Reginald Hudlin (“Boomerang,” “House Party”) allows his “Marshall” to play out like an extended crime drama with its lead being a charismatic, stern-voiced gentleman who travels across the country fighting legal battles in the name of the NAACP. Taking on cases for black men tried for crimes they possibly didn’t commit, Marshall’s legal expertise brings him to Bridgeport, Connecticut, a white-crust section of America where a black man is accused of rape and attempted murder of a white, wealthy socialite. There is a bit of paint-by-numbers in the candied version of the trial with Marshall being paired with an unwitting, inexperienced and in-over-his-head co-counsel in Sam Friedman (Josh Gad). But the film shapes Marshall to be the hero, the brilliant and idealistic lawyer and Friedman, his Jewish partner in crime who has to speak for him in court.
What I’ve gathered from every time Boseman dawns the identity of someone else (see Jackie Robinson in “42” or James Brown in “Get On Up”), he flat out embodies the character. Robinson was frank and no-nonsense while dealing with the backlash of being the first African-American ballplayer in the major leagues. Brown, an erratic and problematic showman, found genius in a rhythm only few could see. Boseman’s Marshall feels like a combination of both: a rock star who bends Jim Crow era rules to his whim. He's seen sipping out of “White’s Only” water fountains, berating white people for their crimes against African-Americans and questioning the fabric of the nation for what it has failed to promise all of its citizens. Sounds somewhat familiar to 2017, does it not?

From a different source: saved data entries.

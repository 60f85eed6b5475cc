use std::path::Path;
use std::time::Duration;

use midly::{MetaMessage, MidiMessage as MidlyMessage, Smf, Timing, TrackEventKind};

use crate::error::{LumenError, Result};
use crate::show::INTERNAL_DMX_PORT_TRIGGER;

pub const MIDI_CLOCK_START: u8 = 0xFA;
pub const MIDI_CLOCK_TICK: u8 = 0xF8;
pub const MIDI_CLOCK_STOP: u8 = 0xFC;
pub const MIDI_CLOCK_CONTINUE: u8 = 0xFB;
pub const MIDI_CLOCK_PPQN: u32 = 24;

/// Tick interval for the outgoing MIDI clock at the given BPM:
/// `(60 / bpm) / 24` seconds.
pub fn clock_tick_interval(bpm: f64) -> Duration {
    Duration::from_secs_f64((60.0 / bpm) / MIDI_CLOCK_PPQN as f64)
}

/// All-Notes-Off: CC 123, value 0, on one channel.
pub fn all_notes_off(channel: u8) -> Vec<u8> {
    vec![0xB0 | (channel & 0x0F), 123, 0]
}

/// Whether a MIDI track's configured output port routes to the internal
/// input router rather than any hardware port.
pub fn routes_internally(port_name: &str) -> bool {
    port_name == INTERNAL_DMX_PORT_TRIGGER
}

/// One scheduled output event: wait `delta` since the previous event, then
/// send `bytes` on `channel`.
#[derive(Clone, Debug)]
pub struct ScheduledEvent {
    pub delta: Duration,
    pub channel: u8,
    pub bytes: Vec<u8>,
}

/// Parses a Standard MIDI File into a flat, time-ordered list of events
/// with delta-since-previous timing, honoring tempo meta-events and
/// merging all tracks. `channel_override`, when set, replaces every
/// event's channel (used when a song's track maps to a single output
/// channel regardless of what the file itself specifies).
pub fn load_track_events(path: &Path, channel_override: Option<u8>) -> Result<Vec<ScheduledEvent>> {
    let data = std::fs::read(path).map_err(|e| LumenError::IoDecode(e.to_string()))?;
    let smf = Smf::parse(&data).map_err(|e| LumenError::IoDecode(e.to_string()))?;

    let ticks_per_beat = match smf.header.timing {
        Timing::Metrical(t) => t.as_int() as f64,
        Timing::Timecode(fps, subframe) => fps.as_f32() as f64 * subframe as f64,
    };

    let mut micros_per_beat = 500_000.0_f64; // 120 BPM default until a Tempo meta-event appears
    let mut absolute: Vec<(f64, u8, Vec<u8>)> = Vec::new();

    for track in smf.tracks.iter() {
        let mut elapsed_ticks: f64 = 0.0;
        let mut seconds: f64 = 0.0;
        for event in track {
            let delta_ticks = event.delta.as_int() as f64;
            seconds += (delta_ticks / ticks_per_beat) * (micros_per_beat / 1_000_000.0);
            elapsed_ticks += delta_ticks;

            match event.kind {
                TrackEventKind::Meta(MetaMessage::Tempo(t)) => {
                    micros_per_beat = t.as_int() as f64;
                }
                TrackEventKind::Midi { channel, message } => {
                    let out_channel = channel_override.unwrap_or(channel.as_int());
                    if let Some(bytes) = encode(message, out_channel) {
                        absolute.push((seconds, out_channel, bytes));
                    }
                }
                _ => {}
            }
        }
        let _ = elapsed_ticks;
    }

    absolute.sort_by(|a, b| a.0.partial_cmp(&b.0).unwrap());

    let mut events = Vec::with_capacity(absolute.len());
    let mut previous = 0.0_f64;
    for (seconds, channel, bytes) in absolute {
        let delta = Duration::from_secs_f64((seconds - previous).max(0.0));
        previous = seconds;
        events.push(ScheduledEvent { delta, channel, bytes });
    }

    Ok(events)
}

fn encode(message: MidlyMessage, channel: u8) -> Option<Vec<u8>> {
    let status_channel = channel & 0x0F;
    match message {
        MidlyMessage::NoteOn { key, vel } => {
            if vel.as_int() > 0 {
                Some(vec![0x90 | status_channel, key.as_int(), vel.as_int()])
            } else {
                Some(vec![0x80 | status_channel, key.as_int(), 0])
            }
        }
        MidlyMessage::NoteOff { key, vel } => {
            Some(vec![0x80 | status_channel, key.as_int(), vel.as_int()])
        }
        MidlyMessage::Controller { controller, value } => {
            Some(vec![0xB0 | status_channel, controller.as_int(), value.as_int()])
        }
        MidlyMessage::ProgramChange { program } => {
            Some(vec![0xC0 | status_channel, program.as_int()])
        }
        _ => None,
    }
}

#[cfg(test)]
mod tests {
    use super::*;

    #[test]
    fn clock_tick_interval_at_120_bpm_matches_spec_formula() {
        let interval = clock_tick_interval(120.0);
        let expected = (60.0 / 120.0) / 24.0;
        assert!((interval.as_secs_f64() - expected).abs() < 1e-9);
    }

    #[test]
    fn all_notes_off_uses_cc_123_value_0() {
        let bytes = all_notes_off(5);
        assert_eq!(bytes, vec![0xB5, 123, 0]);
    }

    #[test]
    fn internal_trigger_sentinel_is_recognized() {
        assert!(routes_internally(INTERNAL_DMX_PORT_TRIGGER));
        assert!(!routes_internally("IAC Driver Bus 1"));
    }
}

During a select screening earlier this week, Texas State Rep. Jarvis Johnson spoke of the necessity for films such as “Marshall” to be made. “The precedent that Thurgood Marshall set was unbelievable with how he set us on the right path,” Johnson says. “Often times movies aren’t strong enough to send a message to our community. We need a movie like this to remind us that our communities are strong and resilient. The narrative has to be a more positive narrative for our community.“
There are substantial casting jobs all around in “Marshall,” from Kate Hudson’s damsel in distress with ulterior motives to Emmy-winner Sterling K. Brown playing the man accused of ripping her innocence away from her. The set pieces look and feel like the 1940s, where although war is being waged overseas, there’s a building war and understated racism that sticks out rather clear as day. Similar to last year’s successful “Hidden Figures,” Hudlin’s “Marshall” is not shy about displaying the racial overtones of the period front and center. The judge, played by a more than game James Cromwell is still ambivalent to Marshall’s mere presence in the courtroom and would instead stage a pissing contest with Marshall than hear him argue a case he’s more than qualified to debate. The jury? All white. The entire premise feels like a looming set up for a gut punch.
But to drive the effect of the era home, Hudlin finds warmth in some areas and bleakness in others. There are visions of Harlem where Langston Hughes (Jussie Smollett) and Zora Neal Hurston (Rozanda “Chili” Thomas) discuss matters of the day just to show off their mere existence. Boseman’s Marshall walks around with the confidence of a superhero and also the pains of a man who rarely wears his actual life out in public. He has his faults that are Denzelian to a degree, prideful and nuanced yet sometimes blinded by his ambition. Even at the end, before the film bookends itself neatly, there are reminders of today. Sybrina Fulton and Tracy Martin, the parents of Trayvon Martin, appear as the parents of a Mississippi boy on trial for the murder of a white police officer. In character, they’re repeating the anguish of their real lives with what occurred with their son five years ago.
It’s merely a stickler for how much things haven’t changed.